Your goal:
Write out again, exactly, the lines below starting at the one with "let normalize = |values: &[String]|" and ending at the one with "assert_eq!(conflict.duplicates.imei2, Vec::<String>::new());".

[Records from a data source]

# # # # #

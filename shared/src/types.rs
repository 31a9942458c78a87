//! Wire types exchanged with the persistence layer

use std::collections::HashSet;

use serde::{Deserialize, Serialize};

use crate::models::{IdentifierField, LaunchRow};

pub const DUPLICATE_ENTRIES: &str = "DUPLICATE_ENTRIES";

/// Structured rejection returned when submitted identifiers already exist
///
/// `{ "code": "DUPLICATE_ENTRIES", "duplicates": { "imei1": [], "imei2": [], "serialNumber": [] } }`
#[derive(Debug, Clone, Serialize, Deserialize, PartialEq, Eq)]
pub struct DuplicateConflict {
    pub code: String,
    pub duplicates: ConflictDuplicates,
}

#[derive(Debug, Clone, Default, Serialize, Deserialize, PartialEq, Eq)]
#[serde(rename_all = "camelCase")]
pub struct ConflictDuplicates {
    #[serde(default)]
    pub imei1: Vec<String>,
    #[serde(default)]
    pub imei2: Vec<String>,
    #[serde(default)]
    pub serial_number: Vec<String>,
}

impl DuplicateConflict {
    pub fn new(duplicates: ConflictDuplicates) -> Self {
        Self {
            code: DUPLICATE_ENTRIES.to_string(),
            duplicates,
        }
    }

    pub fn is_duplicate_entries(&self) -> bool {
        self.code == DUPLICATE_ENTRIES
    }

    pub fn is_empty(&self) -> bool {
        self.duplicates.imei1.is_empty()
            && self.duplicates.imei2.is_empty()
            && self.duplicates.serial_number.is_empty()
    }

    /// One consolidated message for the whole conflict
    pub fn message(&self) -> String {
        let d = &self.duplicates;
        let mut parts = Vec::new();
        let imeis: Vec<&str> = d
            .imei1
            .iter()
            .chain(d.imei2.iter())
            .map(String::as_str)
            .collect::<std::collections::BTreeSet<_>>()
            .into_iter()
            .collect();
        if !imeis.is_empty() {
            parts.push(format!("IMEI: {}", imeis.join(", ")));
        }
        if !d.serial_number.is_empty() {
            parts.push(format!("Serial: {}", d.serial_number.join(", ")));
        }
        format!(
            "Identificadores já cadastrados no estoque ({}). Corrija as linhas destacadas.",
            parts.join("; ")
        )
    }
}

/// Mark rows whose identifiers the server reported as taken.
///
/// An IMEI is checked against both server lists whatever slot it sits in.
/// Returns the sorted indices of rows that were marked.
pub fn mark_conflicts(rows: &mut [LaunchRow], conflict: &DuplicateConflict) -> Vec<usize> {
    let normalize = |values: &[String]| -> HashSet<String> {
        values.iter().map(|v| v.trim().to_string()).filter(|v| !v.is_empty()).collect()
    };
    let d = &conflict.duplicates;
    let taken_imeis: HashSet<String> = normalize(&d.imei1).union(&normalize(&d.imei2)).cloned().collect();
    let taken_serials = normalize(&d.serial_number);

    let mut marked = Vec::new();
    for (index, row) in rows.iter_mut().enumerate() {
        let mut hit = Vec::new();
        for (field, imei) in row.imeis() {
            if taken_imeis.contains(imei) {
                hit.push(field);
            }
        }
        if row.serial().is_some_and(|serial| taken_serials.contains(serial)) {
            hit.push(IdentifierField::SerialNumber);
        }
        if !hit.is_empty() {
            hit.into_iter().for_each(|field| row.flags.mark(field));
            marked.push(index);
        }
    }
    marked
}

#[cfg(test)]
mod tests {
    use super::*;

    fn device(serial: &str, imei1: &str, imei2: &str) -> LaunchRow {
        LaunchRow {
            serial_number: serial.into(),
            imei1: imei1.into(),
            imei2: imei2.into(),
            quantity: 1,
            ..Default::default()
        }
    }

    #[test]
    fn test_conflict_payload_wire_shape() {
        let json = r#"{"code":"DUPLICATE_ENTRIES","duplicates":{"imei1":["111111111111111"],"serialNumber":["SN9"]}}"#;
        let conflict: DuplicateConflict = serde_json::from_str(json).unwrap();
        assert!(conflict.is_duplicate_entries());
        assert_eq!(conflict.duplicates.imei2, Vec::<String>::new());
        assert_eq!(conflict.duplicates.serial_number, vec!["SN9".to_string()]);
    }

    #[test]
    fn test_imei_matches_across_slots() {
        let mut rows = vec![
            device("", "", "111111111111111"),
            device("", "222222222222222", ""),
            device("", "333333333333333", ""),
        ];
        let conflict = DuplicateConflict::new(ConflictDuplicates {
            imei1: vec!["111111111111111".into()],
            imei2: vec!["222222222222222".into()],
            serial_number: vec![],
        });
        let marked = mark_conflicts(&mut rows, &conflict);
        assert_eq!(marked, vec![0, 1]);
        assert!(rows[0].flags.imei2);
        assert!(rows[1].flags.imei1);
        assert!(!rows[2].flags.any());
    }

    #[test]
    fn test_serial_conflict_marks_serial() {
        let mut rows = vec![device("SN1", "", ""), device("SN2", "", "")];
        let conflict = DuplicateConflict::new(ConflictDuplicates {
            serial_number: vec!["SN2".into()],
            ..Default::default()
        });
        assert_eq!(mark_conflicts(&mut rows, &conflict), vec![1]);
        assert!(rows[1].flags.serial_number);
    }

    #[test]
    fn test_message_is_consolidated() {
        let conflict = DuplicateConflict::new(ConflictDuplicates {
            imei1: vec!["111111111111111".into()],
            imei2: vec!["111111111111111".into()],
            serial_number: vec!["SN1".into()],
        });
        let message = conflict.message();
        assert_eq!(message.matches("111111111111111").count(), 1);
        assert!(message.contains("SN1"));
    }
}
//! Launch rows and the inventory units they become

use chrono::{DateTime, Utc};
use rust_decimal::Decimal;
use serde::{Deserialize, Serialize};
use uuid::Uuid;

/// One row of an in-progress stock launch.
///
/// For serialized items a row is exactly one device (`quantity == 1`); for
/// bulk items a single row carries the whole remaining quantity of its line.
#[derive(Debug, Clone, Default, Serialize, Deserialize, PartialEq)]
#[serde(rename_all = "camelCase")]
pub struct LaunchRow {
    /// Back-reference to the purchase line, not ownership
    pub purchase_item_id: Uuid,
    pub description: String,
    #[serde(default)]
    pub serial_number: String,
    #[serde(default)]
    pub imei1: String,
    #[serde(default)]
    pub imei2: String,
    pub condition: String,
    /// Battery health in percent
    pub battery_health: Option<i32>,
    pub warranty: String,
    pub storage_location: String,
    pub cost: Decimal,
    #[serde(default)]
    pub additional_cost: Decimal,
    pub markup: Option<Decimal>,
    pub sale_price: Option<Decimal>,
    pub wholesale_price: Option<Decimal>,
    pub quantity: i32,
    pub minimum_stock: Option<i32>,
    #[serde(default)]
    pub barcode: String,
    /// Fields the operator must correct before the batch can be launched
    #[serde(default)]
    pub flags: RowFlags,
}

impl LaunchRow {
    /// Trimmed, non-empty identifier values of this row
    pub fn imeis(&self) -> impl Iterator<Item = (IdentifierField, &str)> {
        [
            (IdentifierField::Imei1, self.imei1.trim()),
            (IdentifierField::Imei2, self.imei2.trim()),
        ]
        .into_iter()
        .filter(|(_, value)| !value.is_empty())
    }

    pub fn serial(&self) -> Option<&str> {
        let serial = self.serial_number.trim();
        (!serial.is_empty()).then_some(serial)
    }

    pub fn identifier(&self, field: IdentifierField) -> &str {
        match field {
            IdentifierField::SerialNumber => &self.serial_number,
            IdentifierField::Imei1 => &self.imei1,
            IdentifierField::Imei2 => &self.imei2,
        }
    }

    pub fn has_sale_price(&self) -> bool {
        self.sale_price.is_some_and(|price| price > Decimal::ZERO)
    }
}

/// Identifier slots checked for duplicates
#[derive(Debug, Clone, Copy, Serialize, Deserialize, PartialEq, Eq, PartialOrd, Ord, Hash)]
#[serde(rename_all = "camelCase")]
pub enum IdentifierField {
    SerialNumber,
    Imei1,
    Imei2,
}

impl IdentifierField {
    pub fn label(&self) -> &'static str {
        match self {
            IdentifierField::SerialNumber => "Serial",
            IdentifierField::Imei1 => "IMEI 1",
            IdentifierField::Imei2 => "IMEI 2",
        }
    }
}

/// Per-field correction markers
#[derive(Debug, Clone, Copy, Default, Serialize, Deserialize, PartialEq, Eq)]
#[serde(rename_all = "camelCase")]
pub struct RowFlags {
    #[serde(default)]
    pub serial_number: bool,
    #[serde(default)]
    pub imei1: bool,
    #[serde(default)]
    pub imei2: bool,
    #[serde(default)]
    pub sale_price: bool,
    #[serde(default)]
    pub quantity: bool,
}

impl RowFlags {
    pub fn any(&self) -> bool {
        self.serial_number || self.imei1 || self.imei2 || self.sale_price || self.quantity
    }

    pub fn mark(&mut self, field: IdentifierField) {
        self.set(field, true);
    }

    pub fn set(&mut self, field: IdentifierField, value: bool) {
        match field {
            IdentifierField::SerialNumber => self.serial_number = value,
            IdentifierField::Imei1 => self.imei1 = value,
            IdentifierField::Imei2 => self.imei2 = value,
        }
    }

    pub fn is_marked(&self, field: IdentifierField) -> bool {
        match field {
            IdentifierField::SerialNumber => self.serial_number,
            IdentifierField::Imei1 => self.imei1,
            IdentifierField::Imei2 => self.imei2,
        }
    }
}

/// Where a launched unit came from
#[derive(Debug, Clone, Copy, Serialize, Deserialize, PartialEq, Eq, Default)]
#[serde(rename_all = "snake_case")]
pub enum UnitOrigin {
    #[default]
    Purchase,
    PurchasedFromCustomer,
}

impl UnitOrigin {
    pub fn as_str(&self) -> &'static str {
        match self {
            UnitOrigin::Purchase => "purchase",
            UnitOrigin::PurchasedFromCustomer => "purchased_from_customer",
        }
    }

    pub fn from_str(s: &str) -> Option<Self> {
        match s {
            "purchase" => Some(UnitOrigin::Purchase),
            "purchased_from_customer" => Some(UnitOrigin::PurchasedFromCustomer),
            _ => None,
        }
    }
}

/// A launched inventory unit (catalog product row)
#[derive(Debug, Clone, Serialize, Deserialize, PartialEq)]
#[serde(rename_all = "camelCase")]
pub struct InventoryUnit {
    pub id: Uuid,
    /// Units created outside a purchase launch carry no item reference
    pub purchase_item_id: Option<Uuid>,
    pub purchase_order_id: Option<Uuid>,
    #[serde(flatten)]
    pub fields: UnitFields,
    pub created_at: DateTime<Utc>,
}

/// Creation payload for one inventory unit
#[derive(Debug, Clone, Serialize, Deserialize, PartialEq)]
#[serde(rename_all = "camelCase")]
pub struct UnitPayload {
    pub purchase_item_id: Uuid,
    pub purchase_order_id: Uuid,
    pub supplier_id: Option<Uuid>,
    #[serde(flatten)]
    pub fields: UnitFields,
}

/// Descriptive and pricing fields shared by payloads and stored units
#[derive(Debug, Clone, Default, Serialize, Deserialize, PartialEq)]
#[serde(rename_all = "camelCase")]
pub struct UnitFields {
    pub description: String,
    pub brand: String,
    pub model: String,
    pub category: Option<String>,
    pub serial_number: Option<String>,
    pub imei1: Option<String>,
    pub imei2: Option<String>,
    pub condition: String,
    pub battery_health: Option<i32>,
    pub warranty: String,
    pub storage_location: String,
    pub cost: Decimal,
    pub additional_cost: Decimal,
    pub markup: Option<Decimal>,
    pub sale_price: Decimal,
    pub wholesale_price: Option<Decimal>,
    pub stock: i32,
    pub minimum_stock: Option<i32>,
    pub barcode: Option<String>,
    pub origin: UnitOrigin,
}

/// Totals shown in the launch footer
#[derive(Debug, Clone, Default, Serialize, Deserialize, PartialEq)]
#[serde(rename_all = "camelCase")]
pub struct LaunchSummary {
    pub rows: usize,
    pub units: i64,
    pub total_cost: Decimal,
    /// Sum of sale price times quantity over rows that have a price
    pub total_sale: Decimal,
}

impl LaunchSummary {
    pub fn of(rows: &[LaunchRow]) -> Self {
        rows.iter().fold(
            LaunchSummary {
                rows: rows.len(),
                ..Default::default()
            },
            |mut acc, row| {
                let quantity = Decimal::from(row.quantity);
                acc.units += i64::from(row.quantity);
                // Saturate; totals are display-only and rows come from clients
                let cost = row.cost.saturating_add(row.additional_cost);
                acc.total_cost = acc.total_cost.saturating_add(cost.saturating_mul(quantity));
                if let Some(price) = row.sale_price {
                    acc.total_sale = acc.total_sale.saturating_add(price.saturating_mul(quantity));
                }
                acc
            },
        )
    }
}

# # # # #

Response to the task:
    let normalize = |values: &[String]| -> HashSet<String> {
        values.iter().map(|v| v.trim().to_string()).filter(|v| !v.is_empty()).collect()
    };
    let d = &conflict.duplicates;
    let taken_imeis: HashSet<String> = normalize(&d.imei1).union(&normalize(&d.imei2)).cloned().collect();
    let taken_serials = normalize(&d.serial_number);

    let mut marked = Vec::new();
    for (index, row) in rows.iter_mut().enumerate() {
        let mut hit = Vec::new();
        for (field, imei) in row.imeis() {
            if taken_imeis.contains(imei) {
                hit.push(field);
            }
        }
        if row.serial().is_some_and(|serial| taken_serials.contains(serial)) {
            hit.push(IdentifierField::SerialNumber);
        }
        if !hit.is_empty() {
            hit.into_iter().for_each(|field| row.flags.mark(field));
            marked.push(index);
        }
    }
    marked
}

#[cfg(test)]
mod tests {
    use super::*;

    fn device(serial: &str, imei1: &str, imei2: &str) -> LaunchRow {
        LaunchRow {
            serial_number: serial.into(),
            imei1: imei1.into(),
            imei2: imei2.into(),
            quantity: 1,
            ..Default::default()
        }
    }

    #[test]
    fn test_conflict_payload_wire_shape() {
        let json = r#"{"code":"DUPLICATE_ENTRIES","duplicates":{"imei1":["111111111111111"],"serialNumber":["SN9"]}}"#;
        let conflict: DuplicateConflict = serde_json::from_str(json).unwrap();
        assert!(conflict.is_duplicate_entries());
        assert_eq!(conflict.duplicates.imei2, Vec::<String>::new());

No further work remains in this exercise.